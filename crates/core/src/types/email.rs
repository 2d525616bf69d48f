//! Email address type.
//!
//! Customer emails act as a natural key for sample-data upserts, so the
//! type enforces structural validity up front rather than trusting input.

use core::fmt;

use serde::{Deserialize, Serialize};

/// Errors that can occur when parsing an [`Email`].
#[derive(thiserror::Error, Debug, Clone)]
pub enum EmailError {
    /// The input string is empty.
    #[error("email cannot be empty")]
    Empty,
    /// The input string exceeds the RFC 5321 length limit.
    #[error("email must be at most {max} characters")]
    TooLong {
        /// Maximum allowed length.
        max: usize,
    },
    /// The input does not contain an @ symbol.
    #[error("email must contain an @ symbol")]
    MissingAtSymbol,
    /// The local part (before @) is empty.
    #[error("email local part cannot be empty")]
    EmptyLocalPart,
    /// The domain part (after @) is empty.
    #[error("email domain cannot be empty")]
    EmptyDomain,
}

/// A structurally valid email address.
///
/// ```
/// use crm_core::Email;
///
/// assert!(Email::parse("alice@example.com").is_ok());
/// assert!(Email::parse("not-an-email").is_err());
/// ```
#[derive(Debug, Clone, Serialize, Deserialize, PartialEq, Eq, Hash)]
#[serde(transparent)]
pub struct Email(String);

impl Email {
    /// Maximum length of an email address (RFC 5321).
    pub const MAX_LENGTH: usize = 254;

    /// Parse an `Email` from a string.
    ///
    /// # Errors
    ///
    /// Returns an error if the input is empty, too long, lacks an @
    /// symbol, or has an empty local part or domain.
    pub fn parse(s: &str) -> Result<Self, EmailError> {
        if s.is_empty() {
            return Err(EmailError::Empty);
        }
        if s.len() > Self::MAX_LENGTH {
            return Err(EmailError::TooLong {
                max: Self::MAX_LENGTH,
            });
        }

        let at_pos = s.find('@').ok_or(EmailError::MissingAtSymbol)?;
        if at_pos == 0 {
            return Err(EmailError::EmptyLocalPart);
        }
        if at_pos == s.len() - 1 {
            return Err(EmailError::EmptyDomain);
        }

        Ok(Self(s.to_owned()))
    }

    /// Returns the email address as a string slice.
    #[must_use]
    pub fn as_str(&self) -> &str {
        &self.0
    }
}

impl fmt::Display for Email {
    fn fmt(&self, f: &mut fmt::Formatter<'_>) -> fmt::Result {
        write!(f, "{}", self.0)
    }
}

impl std::str::FromStr for Email {
    type Err = EmailError;

    fn from_str(s: &str) -> Result<Self, Self::Err> {
        Self::parse(s)
    }
}

impl AsRef<str> for Email {
    fn as_ref(&self) -> &str {
        &self.0
    }
}

// SQLx support (with postgres feature)
#[cfg(feature = "postgres")]
impl sqlx::Type<sqlx::Postgres> for Email {
    fn type_info() -> sqlx::postgres::PgTypeInfo {
        <String as sqlx::Type<sqlx::Postgres>>::type_info()
    }

    fn compatible(ty: &sqlx::postgres::PgTypeInfo) -> bool {
        <String as sqlx::Type<sqlx::Postgres>>::compatible(ty)
    }
}

#[cfg(feature = "postgres")]
impl<'r> sqlx::Decode<'r, sqlx::Postgres> for Email {
    fn decode(value: sqlx::postgres::PgValueRef<'r>) -> Result<Self, sqlx::error::BoxDynError> {
        let s = <String as sqlx::Decode<sqlx::Postgres>>::decode(value)?;
        // Database values are assumed valid
        Ok(Self(s))
    }
}

#[cfg(feature = "postgres")]
impl sqlx::Encode<'_, sqlx::Postgres> for Email {
    fn encode_by_ref(
        &self,
        buf: &mut sqlx::postgres::PgArgumentBuffer,
    ) -> Result<sqlx::encode::IsNull, sqlx::error::BoxDynError> {
        <String as sqlx::Encode<sqlx::Postgres>>::encode_by_ref(&self.0, buf)
    }
}
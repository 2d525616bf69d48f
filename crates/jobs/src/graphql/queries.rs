//! GraphQL operation definitions for the CRM service.
//!
//! The documents live under `graphql/queries/`; the SDL contract is
//! `graphql/schema.graphql`. Codegen happens at compile time through the
//! `GraphQLQuery` derive.

use graphql_client::GraphQLQuery;

// Custom scalars from the CRM schema.
// Must be defined in the same module where the GraphQLQuery derive is used,
// with names matching the schema scalar names exactly.
#[allow(clippy::upper_case_acronyms)]
type DateTime = String;
#[allow(clippy::upper_case_acronyms)]
type Decimal = String;

// Health probe
#[derive(GraphQLQuery)]
#[graphql(
    schema_path = "graphql/schema.graphql",
    query_path = "graphql/queries/health.graphql",
    response_derives = "Debug, Clone"
)]
pub struct HelloQuery;

// Entity reads
#[derive(GraphQLQuery)]
#[graphql(
    schema_path = "graphql/schema.graphql",
    query_path = "graphql/queries/customers.graphql",
    response_derives = "Debug, Clone"
)]
pub struct GetCustomers;

#[derive(GraphQLQuery)]
#[graphql(
    schema_path = "graphql/schema.graphql",
    query_path = "graphql/queries/products.graphql",
    response_derives = "Debug, Clone"
)]
pub struct GetProducts;

#[derive(GraphQLQuery)]
#[graphql(
    schema_path = "graphql/schema.graphql",
    query_path = "graphql/queries/products.graphql",
    response_derives = "Debug, Clone"
)]
pub struct LowStockProducts;

#[derive(GraphQLQuery)]
#[graphql(
    schema_path = "graphql/schema.graphql",
    query_path = "graphql/queries/orders.graphql",
    response_derives = "Debug, Clone"
)]
pub struct GetOrders;

#[derive(GraphQLQuery)]
#[graphql(
    schema_path = "graphql/schema.graphql",
    query_path = "graphql/queries/orders.graphql",
    response_derives = "Debug, Clone"
)]
pub struct OrdersLastWeek;

// Aggregates
#[derive(GraphQLQuery)]
#[graphql(
    schema_path = "graphql/schema.graphql",
    query_path = "graphql/queries/stats.graphql",
    response_derives = "Debug, Clone"
)]
pub struct GetCrmStats;

// Mutations
#[derive(GraphQLQuery)]
#[graphql(
    schema_path = "graphql/schema.graphql",
    query_path = "graphql/queries/restock.graphql",
    response_derives = "Debug, Clone"
)]
pub struct UpdateLowStockProducts;
//! Core types for the CRM.
//!
//! This module provides type-safe wrappers for common domain concepts
//! and the entities the periodic jobs consume.

pub mod email;
pub mod entities;
pub mod id;

pub use email::{Email, EmailError};
pub use entities::{Customer, LOW_STOCK_THRESHOLD, Order, Product, RESTOCK_INCREMENT};
pub use id::*;
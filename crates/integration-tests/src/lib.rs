//! Integration tests for the CRM job runner.
//!
//! The HTTP jobs are exercised end to end against a `wiremock` stub of
//! the Query/Mutation Service, with log files written into `tempfile`
//! directories. No live database or GraphQL server is required.
//!
//! # Test Categories
//!
//! - `heartbeat` - alive line plus failure-isolated health probe
//! - `low_stock` - restock mutation outcomes and log lines
//! - `order_reminders` - reminder lines and error surfacing
//! - `weekly_report` - aggregate report lines and failed outcomes

#![cfg_attr(not(test), forbid(unsafe_code))]
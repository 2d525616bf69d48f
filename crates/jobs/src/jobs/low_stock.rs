//! Low-stock update job: ask the service to restock every product under
//! the threshold and record what changed.
//!
//! The restock amount is a flat +10 per product, applied by the service
//! regardless of how far under the threshold a product sits. Running the
//! job twice restocks twice; that is the contract, not a bug.

use std::io;

use tracing::{info, warn};

use crm_core::Product;

use crate::graphql::CrmClient;
use crate::joblog::{JobLog, event_timestamp};

/// Default log file name under the configured log directory.
pub const LOG_FILE: &str = "low_stock_updates_log.txt";

/// How a low-stock run ended.
#[derive(Debug, Clone, PartialEq, Eq)]
pub enum LowStockOutcome {
    /// The service restocked these products.
    Updated(Vec<Product>),
    /// Nothing was under the threshold.
    NoneFound,
    /// The mutation was rejected or the call failed; the reason was
    /// appended to the log.
    Failed(String),
}

/// Run the low-stock update.
///
/// Service and transport failures are converted into log lines and a
/// [`LowStockOutcome::Failed`]; they never propagate past the job.
///
/// # Errors
///
/// Returns an error only if appending to the log fails.
pub async fn run(client: &CrmClient, log: &JobLog) -> io::Result<LowStockOutcome> {
    let ts = event_timestamp();

    match client.update_low_stock().await {
        Ok(update) if update.success => {
            log.append(&format!("{ts} - Low stock update executed"))?;
            for product in &update.updated_products {
                log.append(&format!(
                    "{ts} - Updated product: {}, new stock: {}",
                    product.name, product.stock
                ))?;
            }
            if update.updated_products.is_empty() {
                log.append(&format!("{ts} - No low stock products found to update"))?;
                info!("low stock update executed, nothing to restock");
                Ok(LowStockOutcome::NoneFound)
            } else {
                info!(
                    count = update.updated_products.len(),
                    "low stock update executed"
                );
                Ok(LowStockOutcome::Updated(update.updated_products))
            }
        }
        Ok(update) => {
            log.append(&format!("{ts} - Mutation failed: {}", update.message))?;
            warn!(message = %update.message, "low stock mutation rejected");
            Ok(LowStockOutcome::Failed(update.message))
        }
        Err(e) => {
            log.append(&format!("{ts} - Error updating low stock: {e}"))?;
            warn!(error = %e, "low stock update failed");
            Ok(LowStockOutcome::Failed(e.to_string()))
        }
    }
}
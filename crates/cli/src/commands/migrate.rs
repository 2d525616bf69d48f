//! Database migration command.
//!
//! Migrations live in `crates/jobs/migrations/` and are embedded into
//! the binary at compile time.

use crm_jobs::{CrmConfig, config::ConfigError, db};

/// Errors that can occur while migrating.
#[derive(Debug, thiserror::Error)]
pub enum MigrationError {
    #[error(transparent)]
    Config(#[from] ConfigError),

    #[error("Database error: {0}")]
    Database(#[from] sqlx::Error),

    #[error("Migration error: {0}")]
    Migration(#[from] sqlx::migrate::MigrateError),
}

/// Run pending database migrations.
///
/// # Errors
///
/// Returns an error if `CRM_DATABASE_URL` is unset, the connection
/// fails, or a migration fails to apply.
pub async fn run(config: &CrmConfig) -> Result<(), MigrationError> {
    tracing::info!("Connecting to CRM database...");
    let pool = db::create_pool(config.database_url()?).await?;

    tracing::info!("Running migrations...");
    sqlx::migrate!("../jobs/migrations").run(&pool).await?;

    tracing::info!("Migrations complete!");
    Ok(())
}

==========

▸ **What to do**
Going down from the first line of the entries above, restate each line word for word until the line holding "#[serde(transparent)]" is done.

▸ **Expected answer**
filename crates/core/src/types/email.rs
repository 2d525616bf69d48f
//! Email address type.
//!
//! Customer emails act as a natural key for sample-data upserts, so the
//! type enforces structural validity up front rather than trusting input.

use core::fmt;

use serde::{Deserialize, Serialize};

/// Errors that can occur when parsing an [`Email`].
#[derive(thiserror::Error, Debug, Clone)]
pub enum EmailError {
    /// The input string is empty.
    #[error("email cannot be empty")]
    Empty,
    /// The input string exceeds the RFC 5321 length limit.
    #[error("email must be at most {max} characters")]
    TooLong {
        /// Maximum allowed length.
        max: usize,
    },
    /// The input does not contain an @ symbol.
    #[error("email must contain an @ symbol")]
    MissingAtSymbol,
    /// The local part (before @) is empty.
    #[error("email local part cannot be empty")]
    EmptyLocalPart,
    /// The domain part (after @) is empty.
    #[error("email domain cannot be empty")]
    EmptyDomain,
}

/// A structurally valid email address.
///
/// ```
/// use crm_core::Email;
///
/// assert!(Email::parse("alice@example.com").is_ok());
/// assert!(Email::parse("not-an-email").is_err());
/// ```
#[derive(Debug, Clone, Serialize, Deserialize, PartialEq, Eq, Hash)]
#[serde(transparent)]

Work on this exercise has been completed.